28 January 2020 Blanka Kolenikova

Czechia has been one of the strongest supporters of Chinese investment into the Central European region, seeking to diversify its foreign direct investment (FDI) sources away from Western Europe. Although a change in this strategy has been indicated by Prague City Council ending its co-operation agreement with Beijing and Czech President Miloš Zeman criticising the slower-than-promised investment flows from China, overall foreign relations are unlikely to be affected.

Recent moves by Czechia signal the country's disappointment with China's investment strategy. Of these, the clearest indicator was a January 2020 statement by President Miloš Zeman that he would not be attending the annual Central and Eastern Europe (CEE)17+1 summit of Chinese and Central and Eastern European heads of states in Beijing (China) in April 2020. Zeman had previously been a staunch supporter of deeper investment and bilateral ties between Czechia and China, but cited "China's broken promises" evidenced by "lack of investment" in Czechia as his main reason for missing the summit. His comments were followed by the decision of Czechia's capital, Prague, whose mayor Zdeněk Hřib (Pirate Party; Česká Pirátská Strana: CPS) suspended the "sister city" co-operation agreement with the city of Beijing in October 2019 over the latter's insistence to include a reference to a "One China" policy in the agreement. Instead, Hřib on 14 January 2020 signed a similar agreement on cultural, economic, and tourism co-operation with Taiwan's city of Taipei. This prompted the city of Shanghai to suspend its agreement with Prague.

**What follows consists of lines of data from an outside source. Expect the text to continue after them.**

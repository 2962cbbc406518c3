//! Constants for the energy cost tracker
//!
//! All tuning for the tracker is centralized here. The runtime
//! [`MeterConfig`](crate::types::MeterConfig) object carries only the
//! per-household credentials and tariff numbers.

/// Glowmarkt API base URL
pub const GLOWMARKT_API_BASE: &str = "https://api.glowmarkt.com/api/v0-1";

/// Application id sent with every Glowmarkt request
pub const GLOWMARKT_APPLICATION_ID: &str = "b0f1b774-a586-4f72-9edd-27ead8aa7a8d";

/// How often the coordinator refreshes readings (in seconds)
pub const REFRESH_INTERVAL_SECS: u64 = 300;

/// HTTP request timeout for upstream calls (in seconds)
pub const REQUEST_TIMEOUT_SECS: u64 = 10;

/// In-cycle retries allowed after a transient or token-rejected failure
pub const MAX_CYCLE_RETRIES: u32 = 1;

/// Token validity assumed when the auth response carries no expiry (in seconds)
pub const DEFAULT_TOKEN_VALIDITY_SECS: i64 = 6 * 24 * 60 * 60;

/// Safety margin subtracted from the token expiry to absorb clock skew (in seconds)
pub const TOKEN_EXPIRY_MARGIN_SECS: i64 = 300;

/// Trailing window scanned for the latest available daily reading (in days).
/// Smart meter data reaches the upstream API 24-48 hours late.
pub const READING_LOOKBACK_DAYS: i64 = 3;

/// Buffered events kept per observer before a slow observer starts lagging
pub const EVENT_CHANNEL_CAPACITY: usize = 16;

/// User agent for HTTP requests
pub const USER_AGENT: &str = "smart-meter-sdk/0.1.0";

/// Default electricity unit rate (GBP per kWh)
pub const DEFAULT_ELECTRICITY_RATE: f64 = 0.245;

/// Default electricity standing charge (GBP per day)
pub const DEFAULT_ELECTRICITY_STANDING_CHARGE: f64 = 0.45;

/// Default gas unit rate (GBP per kWh)
pub const DEFAULT_GAS_RATE: f64 = 0.065;

/// Default gas standing charge (GBP per day)
pub const DEFAULT_GAS_STANDING_CHARGE: f64 = 0.30;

Zeman's criticism and the breakdown of Prague-China links are unlikely to undermine the two countries' future bilateral ties, but Chinese investments are unlikely to accelerate. When Prague and Beijing signed their sister-city co-operation agreement in March 2016, Chinese President Xi Jinping promised about CZK230-billion (USD10-billion) investment in Czechia during his visit to Prague. Since then, FDI inflows from China have included focus on real estate in Prague, and acquisitions of a major Czech brewery, shares in a football club and stadium, and an online travel agency. However, there has been only limited investment into strategically important projects, such as the country's transport network. China had previously expressed interest in investing in Czech infrastructure (primarily the railway sector), its banking and financial sectors, and IT (particularly in the fields of 5G telecom technology and telecom operators). Investments into such projects are unlikely to expand significantly, primarily because of China's re-evaluation of its stance towards investments in the European Union overall, given the bloc's stricter scrutiny of foreign investment in strategically important sectors. The EU's investment screening regulation is due to become fully effective in October 2020. In addition, China's 2020 priority will be mainly focused on maintaining domestic economic growth and managing its trade relations with the United States. This also means that it is likely to focus on high-quality investment projects providing quick returns, or investments in strategic sectors such as financial services and high-tech manufacturing. Investments outside these categories, particularly those requiring state funds, are likely to be heavily restricted.

Czechia's inclusion in China's Belt and Road Initiative (BRI) is unlikely to be compromised. Since 2012, Czechia has been part of China's initiative to broaden its economic ties into CEE under the 'CEE17+1' group. The agreement encompasses, above all, a special credit facility focusing on infrastructure and technology projects, bilateral trade, integration of the banking sector, promotion of tourism, and investment in transport networks and construction. In 2015, China included the CEE17+1 in its BRI programme, which aims to connect Eurasian economies through trade, investment, and infrastructure projects. Recent developments are unlikely to indicate that Czechia will be excluded from this initiative. After Germany, China is Czechia's second-largest trading partner in terms of imports, accounting for approximately 15% of the total imports into Czechia in 2019. Czechia is also China's second-largest trading partner for imports in CEE (after Poland). As such, strategically, its relationship with Czechia is unlikely to be cut completely.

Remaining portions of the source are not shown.